# Brother's PC won't boot after routine dust blow-out



## goku262002 (Apr 20, 2009)

I'm seriously frazzled and could really use some help. :banghead:

Ok I had a day off work today so I figured I'd give my and my brother's computer a typical dust blow-out and just some usual cleaning.

After my usual work with the air compressor I put back the shell pieces and finished cleaning up.

Now after I plugged in and booted up my computer I went to go plug in my brother's computer. I turned it on and it booted up but it hanged at the GATEWAY screen. I thought it was pretty weird so I flipped off the power and waited a minute. I tried again only for the computer to not even show anything at all I was getting a NO SIGNAL from my screen.

I hear and see the fans boot up and the normal lights but I don't hear the HDD's booting up also the front light is a orange-green color instead of a normal green plus the DVD drive's read light is just constantly on and when I try pressing the eject button it doesn't respond. and it just stays like this without any errors or anything I've left it on for a solid hour now to see if anything happens and its still the same way.

I've already basically ripped every part out and put it back and blew off all the connections and ports. still nothing.

If you guys can give me any sort of help that will be great, I really want to avoid having this serviced when it was working just fine before I blew it out.

I can't give you any specs atm because I can't even get the screen to show me anything more or less get to the startup screen. if you guys got a program you want me to try please let me know.

Thanks allot guys.


----------



## Masterchiefxx17 (Feb 27, 2010)

> I've already basically ripped every part out and put it back and blew off all the connections and ports. still nothing.


Somthing may have broke or is still not pluged in. If you connect a external monitor to it do you get any video?

Do the following:
-Take out the battery
-Unplug the power cable
-Hold the power button for 30 - 45 seconds.
-Plug in the battery
-Plug the power cable
-Try to boot the laptop.


----------



## goku262002 (Apr 20, 2009)

Uh right I should've informed that this was a desktop not a laptop, sorry for the confusion.


----------



## Masterchiefxx17 (Feb 27, 2010)

Go back into the laptop make sure all connections are pressed together. Check power cables to the hard drives and montior. Reseed everything else again


----------



## Tyree (May 10, 2009)

@ Masterchiefxx17


goku262002 said:


> Uh right I should've informed that this was a desktop not a laptop, sorry for the confusion.

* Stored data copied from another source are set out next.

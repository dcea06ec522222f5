//! Challenge–response authentication and session issuance.
//!
//! `issue_challenge` hands out a short-lived random nonce, overwriting any
//! pending one (only the newest is answerable, which closes the replay
//! window); `verify_challenge` checks the caller's signature over it against
//! the registration certificate, consumes the nonce and mints a session token.

use std::collections::HashMap;
use std::sync::Arc;
use std::time::{Duration, Instant};

use rand::rngs::OsRng;
use rand::RngCore;
use tokio::sync::Mutex;
use tracing::{debug, info};

use coffer_shared::constants::{CHALLENGE_TTL_SECS, UNAUTHENTICATED};
use coffer_shared::crypto;
use coffer_shared::keys::{Certificate, Keypair};
use coffer_shared::token::SessionToken;
use coffer_store::{Database, UserRecord};

use crate::error::ServerError;

// ---------------------------------------------------------------------------
// Challenge cache
// ---------------------------------------------------------------------------

struct Challenge {
    nonce: String,
    expires_at: Instant,
}

/// Ephemeral identity-id -> nonce map with a short TTL.
pub struct ChallengeCache {
    entries: Mutex<HashMap<i64, Challenge>>,
    ttl: Duration,
}

impl ChallengeCache {
    pub fn new() -> Self {
        Self::with_ttl(Duration::from_secs(CHALLENGE_TTL_SECS))
    }

    pub fn with_ttl(ttl: Duration) -> Self {
        Self {
            entries: Mutex::new(HashMap::new()),
            ttl,
        }
    }

    /// Store a nonce for an identity, replacing any pending one.
    async fn put(&self, identity_id: i64, nonce: String) {
        let mut entries = self.entries.lock().await;
        entries.insert(
            identity_id,
            Challenge {
                nonce,
                expires_at: Instant::now() + self.ttl,
            },
        );
    }

    /// Read an identity's pending nonce without consuming it. Expired
    /// entries are dropped on access.
    async fn peek(&self, identity_id: i64) -> Option<String> {
        let mut entries = self.entries.lock().await;
        match entries.get(&identity_id) {
            Some(challenge) if challenge.expires_at > Instant::now() => {
                Some(challenge.nonce.clone())
            }
            Some(_) => {
                entries.remove(&identity_id);
                None
            }
            None => None,
        }
    }

    /// Consume an identity's pending nonce after successful verification.
    async fn consume(&self, identity_id: i64) {
        self.entries.lock().await.remove(&identity_id);
    }

    /// Drop all expired entries. Run periodically from a background task.
    pub async fn purge_expired(&self) {
        let now = Instant::now();
        self.entries
            .lock()
            .await
            .retain(|_, challenge| challenge.expires_at > now);
    }
}

impl Default for ChallengeCache {
    fn default() -> Self {
        Self::new()
    }
}

// ---------------------------------------------------------------------------
// Auth service
// ---------------------------------------------------------------------------

pub struct AuthService {
    db: Arc<Mutex<Database>>,
    challenges: ChallengeCache,
    token_key: Keypair,
    token_cert: Certificate,
}

impl AuthService {
    pub fn new(db: Arc<Mutex<Database>>, token_key: Keypair) -> Self {
        let token_cert = token_key.certificate();
        Self {
            db,
            challenges: ChallengeCache::new(),
            token_key,
            token_cert,
        }
    }

    #[cfg(test)]
    fn with_challenge_ttl(db: Arc<Mutex<Database>>, token_key: Keypair, ttl: Duration) -> Self {
        let token_cert = token_key.certificate();
        Self {
            db,
            challenges: ChallengeCache::with_ttl(ttl),
            token_key,
            token_cert,
        }
    }

    pub fn challenges(&self) -> &ChallengeCache {
        &self.challenges
    }

    /// Register a new identity with its public-key credential.
    pub async fn register(
        &self,
        username: &str,
        certificate_pem: &str,
    ) -> Result<UserRecord, ServerError> {
        if username.is_empty() {
            return Err(ServerError::BadRequest("Username must not be empty".into()));
        }
        Certificate::from_pem(certificate_pem)
            .map_err(|_| ServerError::BadRequest("Certificate is not valid SPKI PEM".into()))?;

        let user = self
            .db
            .lock()
            .await
            .create_user(username, certificate_pem)?;
        info!(username = %username, id = user.id, "registered identity");
        Ok(user)
    }

    /// Issue a fresh login challenge, overwriting any pending one.
    pub async fn issue_challenge(&self, username: &str) -> Result<String, ServerError> {
        let user = self
            .db
            .lock()
            .await
            .user_by_username(username)
            .map_err(|_| ServerError::NotFound(format!("Unknown user '{username}'")))?;

        let nonce = OsRng.next_u32().to_string();
        self.challenges.put(user.id, nonce.clone()).await;
        debug!(username = %username, "issued login challenge");
        Ok(nonce)
    }

    /// Verify a signed challenge and mint a session token. Also returns the
    /// identity's pending invite file names as a login-time convenience.
    pub async fn verify_challenge(
        &self,
        username: &str,
        signed_nonce: &[u8],
    ) -> Result<(String, Vec<String>), ServerError> {
        let (user, pending_invites) = {
            let db = self.db.lock().await;
            let user = db
                .user_by_username(username)
                .map_err(|_| ServerError::NotFound(format!("Unknown user '{username}'")))?;
            let pending = db.pending_invites_for_user(user.id)?;
            (user, pending)
        };

        let nonce = self
            .challenges
            .peek(user.id)
            .await
            .ok_or(ServerError::ChallengeNotFound)?;

        let certificate = Certificate::from_pem(&user.certificate_pem)
            .map_err(|_| ServerError::Internal("Stored certificate is invalid".into()))?;

        if !crypto::verify(nonce.as_bytes(), &certificate, signed_nonce) {
            return Err(ServerError::ChallengeMismatch);
        }

        // Single use: the nonce is gone only once verification succeeded.
        self.challenges.consume(user.id).await;

        let token = SessionToken::issue(&self.token_key, user.id)
            .map_err(|e| ServerError::Internal(format!("Token issuance failed: {e}")))?;

        info!(username = %username, id = user.id, "login succeeded");
        Ok((token, pending_invites))
    }

    /// Resolve a bearer token to a principal id. Missing or invalid tokens
    /// map to the unauthenticated sentinel rather than an error; protected
    /// handlers reject the sentinel explicitly.
    pub fn authenticate(&self, bearer: Option<&str>) -> i64 {
        match bearer {
            Some(token) => {
                SessionToken::verify(token, &self.token_cert).unwrap_or(UNAUTHENTICATED)
            }
            None => UNAUTHENTICATED,
        }
    }
}

#[cfg(test)]
mod tests {
    use super::*;

    async fn service() -> (AuthService, Keypair) {
        let db = Arc::new(Mutex::new(Database::open_in_memory().unwrap()));
        let token_key = Keypair::generate().unwrap();
        let service = AuthService::new(db, token_key);
        let user_key = Keypair::generate().unwrap();
        service
            .register("alice", &user_key.certificate().to_pem().unwrap())
            .await
            .unwrap();
        (service, user_key)
    }

    #[tokio::test]
    async fn test_full_login_flow() {
        let (service, user_key) = service().await;

        let nonce = service.issue_challenge("alice").await.unwrap();
        let signed = crypto::sign(nonce.as_bytes(), &user_key);

        let (token, pending) = service.verify_challenge("alice", &signed).await.unwrap();
        assert!(pending.is_empty());

        let id = service.authenticate(Some(&token));
        assert_ne!(id, UNAUTHENTICATED);
    }

    #[tokio::test]
    async fn test_challenge_is_single_use() {
        let (service, user_key) = service().await;

        let nonce = service.issue_challenge("alice").await.unwrap();
        let signed = crypto::sign(nonce.as_bytes(), &user_key);

        service.verify_challenge("alice", &signed).await.unwrap();

        // Replaying the same signed nonce finds no pending challenge.
        let err = service.verify_challenge("alice", &signed).await.unwrap_err();
        assert!(matches!(err, ServerError::ChallengeNotFound));
    }

    #[tokio::test]
    async fn test_reissue_overwrites_previous_challenge() {
        let (service, user_key) = service().await;

        let first = service.issue_challenge("alice").await.unwrap();
        let _second = service.issue_challenge("alice").await.unwrap();

        // Answering the stale challenge must fail: only the newest is valid.
        let signed_stale = crypto::sign(first.as_bytes(), &user_key);
        let err = service
            .verify_challenge("alice", &signed_stale)
            .await
            .unwrap_err();
        assert!(matches!(err, ServerError::ChallengeMismatch));
    }

    #[tokio::test]
    async fn test_wrong_key_is_mismatch_and_preserves_challenge() {
        let (service, user_key) = service().await;

        let nonce = service.issue_challenge("alice").await.unwrap();
        let intruder = Keypair::generate().unwrap();
        let forged = crypto::sign(nonce.as_bytes(), &intruder);

        let err = service.verify_challenge("alice", &forged).await.unwrap_err();
        assert!(matches!(err, ServerError::ChallengeMismatch));

        // A failed attempt must not consume the challenge.
        let signed = crypto::sign(nonce.as_bytes(), &user_key);
        assert!(service.verify_challenge("alice", &signed).await.is_ok());
    }

    #[tokio::test]
    async fn test_expired_challenge_not_found() {
        let db = Arc::new(Mutex::new(Database::open_in_memory().unwrap()));
        let token_key = Keypair::generate().unwrap();
        let service =
            AuthService::with_challenge_ttl(db, token_key, Duration::from_millis(10));
        let user_key = Keypair::generate().unwrap();
        service
            .register("alice", &user_key.certificate().to_pem().unwrap())
            .await
            .unwrap();

        let nonce = service.issue_challenge("alice").await.unwrap();
        tokio::time::sleep(Duration::from_millis(30)).await;

        let signed = crypto::sign(nonce.as_bytes(), &user_key);
        let err = service.verify_challenge("alice", &signed).await.unwrap_err();
        assert!(matches!(err, ServerError::ChallengeNotFound));
    }

    #[tokio::test]
    async fn test_duplicate_registration_rejected() {
        let (service, user_key) = service().await;
        let err = service
            .register("alice", &user_key.certificate().to_pem().unwrap())
            .await
            .unwrap_err();
        assert!(matches!(err, ServerError::DuplicateIdentity));
    }

    #[tokio::test]
    async fn test_invalid_tokens_map_to_sentinel() {
        let (service, _) = service().await;
        assert_eq!(service.authenticate(None), UNAUTHENTICATED);
        assert_eq!(service.authenticate(Some("garbage")), UNAUTHENTICATED);
    }
}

What is the complete Model Number of the Gateway?
It is not uncommon for something to become loose or unseated while cleaning inside a PC.
Was the PC shut down and the power cable to the PSU unplugged?
Start by reseating all power connections, all Mobo to component connections and all cards.


----------



## Masterchiefxx17 (Feb 27, 2010)

:facepalm::facepalm: Sorry about that! I ment to say desktop. Sometimes I just get lost between the Laptop section and this one :grin:.


----------



## goku262002 (Apr 20, 2009)

Tyree said:


> @ Masterchiefxx17
> 
> What is the complete Model Number of the Gateway?
> It is not uncommon for something to become loose or unseated while cleaning inside a PC.
> ...


I can't really say becuase other then the logo that appears when its starting up and the tiny logo in front theres no indedication of what this model of computer is! I've looked all over and couldn't find anything, its very strange.

Yes everything was shut down when I did this an I unplugged all of the back cables to have more freedom but I didn't unplug anything on the inside, usually I don't because I fear that I'll replug in something wrong and I have never had to with my personal machine.

Can you give me proper instructions on how to reseat everything?


----------



## Tyree (May 10, 2009)

There should be a Model Number somewhere on thy case or a Service Tag with numbers.
Reseating involves disconnecting all power connections and reattaching.
Remove all cards, RAM-GPU-Audio etc., and put them back being certain they are filly seated into their slot(s).


----------



## goku262002 (Apr 20, 2009)

Ok I took everything out and reconnected it again and it still remains the same.

All I could find was a serial number hopefully it helps: 0025642338


----------



## Masterchiefxx17 (Feb 27, 2010)

We need a model number not the serial. Should be on the same tag you found the serial number.



> I hear and see the fans boot up and the normal lights but I don't hear the HDD's booting up also the front light is a orange-green color instead of a normal green plus the DVD drive's read light is just constantly on and when I try pressing the eject button it doesn't respond. and it just stays like this without any errors or anything I've left it on for a solid hour now to see if anything happens and its still the same way.


Is this still happening? Do you have a new hard drive to try?

-----

Unplug the power supply from the computer. Take out the CMOS battery (button cell) for about 30 - 45 seconds. Put the battery back in and connect the PSU.

See if it will start.


----------



## goku262002 (Apr 20, 2009)

Masterchiefxx17 said:


> We need a model number not the serial. Should be on the same tag you found the serial number.
> 
> Is this still happening? Do you have a new hard drive to try?
> 
> ...


Honest to god, this was all I could find outside of the shell and I usually know where to look for this kind of information. 

I tried a new drive with no change I also tried the CMOS and power supply unplugging method with no change either.


----------



## JimE (Apr 16, 2009)

I'd suggest pulling it apart and testing. There is a basic guide here: http://www.techsupportforum.com/forums/f255/how-to-bench-test-troubleshoot-your-system-171424.html


----------